TASK = Repeat the records. Leave nothing out.

DATA FOR ANALYSIS =
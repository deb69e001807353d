//! Client library for the remiaq reminder service.
//!
//! The pieces stack bottom-up: [`store::SessionStore`] persists the auth
//! token and cached profile, [`http::ApiClient`] turns logical calls into
//! authenticated JSON requests (and handles session expiry process-wide),
//! and [`auth::AuthApi`] / [`reminders::RemindersApi`] expose one typed
//! operation per server-side action. [`session::SessionContext`] holds the
//! in-memory authentication state a front end reads.

pub mod auth;
pub mod error;
pub mod filter;
pub mod http;
pub mod recurrence;
pub mod reminders;
pub mod session;
pub mod store;
pub mod types;

pub use error::ClientError;
pub use http::{ApiClient, AuthExpiredHook};
pub use session::SessionContext;
pub use store::SessionStore;
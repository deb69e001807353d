use thiserror::Error;

/// Failure taxonomy for every client operation.
///
/// `AuthExpired` is special: by the time the caller sees it, the request
/// pipeline has already torn down the local session and notified the
/// auth-expired hook. The error still propagates so the caller's own
/// error reporting fires as well.
#[derive(Debug, Error)]
pub enum ClientError {
    /// The server rejected our token (HTTP 401). Session already cleared.
    #[error("{message}")]
    AuthExpired { message: String },

    /// Any other non-2xx response, carrying the server-supplied message
    /// when one was present.
    #[error("{}", message.as_deref().unwrap_or("API error"))]
    Api { status: u16, message: Option<String> },

    /// Client-side validation failure. No request was issued.
    #[error("{0}")]
    Validation(String),

    /// The request never produced an HTTP response.
    #[error("network error: {0}")]
    Transport(#[from] reqwest::Error),

    /// A 2xx response whose body was not the JSON we expected.
    #[error("invalid response body: {0}")]
    Decode(#[from] serde_json::Error),

    /// The local session store could not be read or written.
    #[error("session store error: {0}")]
    Store(String),
}

impl ClientError {
    pub fn validation(msg: impl Into<String>) -> Self {
        ClientError::Validation(msg.into())
    }

    /// True when the failure means the user has to log in again.
    pub fn is_auth_expired(&self) -> bool {
        matches!(self, ClientError::AuthExpired { .. })
    }
}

ANSWER FOR THIS EXERCISE =
repository deb69e001807353d
//! Client library for the remiaq reminder service.
//!
//! The pieces stack bottom-up: [`store::SessionStore`] persists the auth
//! token and cached profile, [`http::ApiClient`] turns logical calls into
//! authenticated JSON requests (and handles session expiry process-wide),
//! and [`auth::AuthApi`] / [`reminders::RemindersApi`] expose one typed
//! operation per server-side action. [`session::SessionContext`] holds the
//! in-memory authentication state a front end reads.

pub mod auth;
pub mod error;
pub mod filter;
pub mod http;
pub mod recurrence;
pub mod reminders;
pub mod session;
pub mod store;
pub mod types;

pub use error::ClientError;
pub use http::{ApiClient, AuthExpiredHook};
pub use session::SessionContext;
pub use store::SessionStore;
repository deb69e001807353d
use thiserror::Error;

/// Failure taxonomy for every client operation.
///
/// `AuthExpired` is special: by the time the caller sees it, the request
/// pipeline has already torn down the local session and notified the
/// auth-expired hook. The error still propagates so the caller's own
/// error reporting fires as well.
#[derive(Debug, Error)]
pub enum ClientError {
    /// The server rejected our token (HTTP 401). Session already cleared.
    #[error("{message}")]
    AuthExpired { message: String },

    /// Any other non-2xx response, carrying the server-supplied message
    /// when one was present.
    #[error("{}", message.as_deref().unwrap_or("API error"))]
    Api { status: u16, message: Option<String> },

    /// Client-side validation failure. No request was issued.
    #[error("{0}")]
    Validation(String),

    /// The request never produced an HTTP response.
    #[error("network error: {0}")]
    Transport(#[from] reqwest::Error),

    /// A 2xx response whose body was not the JSON we expected.
    #[error("invalid response body: {0}")]
    Decode(#[from] serde_json::Error),

    /// The local session store could not be read or written.
    #[error("session store error: {0}")]
    Store(String),
}

impl ClientError {
    pub fn validation(msg: impl Into<String>) -> Self {
        ClientError::Validation(msg.into())
    }

    /// True when the failure means the user has to log in again.
    pub fn is_auth_expired(&self) -> bool {
        matches!(self, ClientError::AuthExpired { .. })
    }
}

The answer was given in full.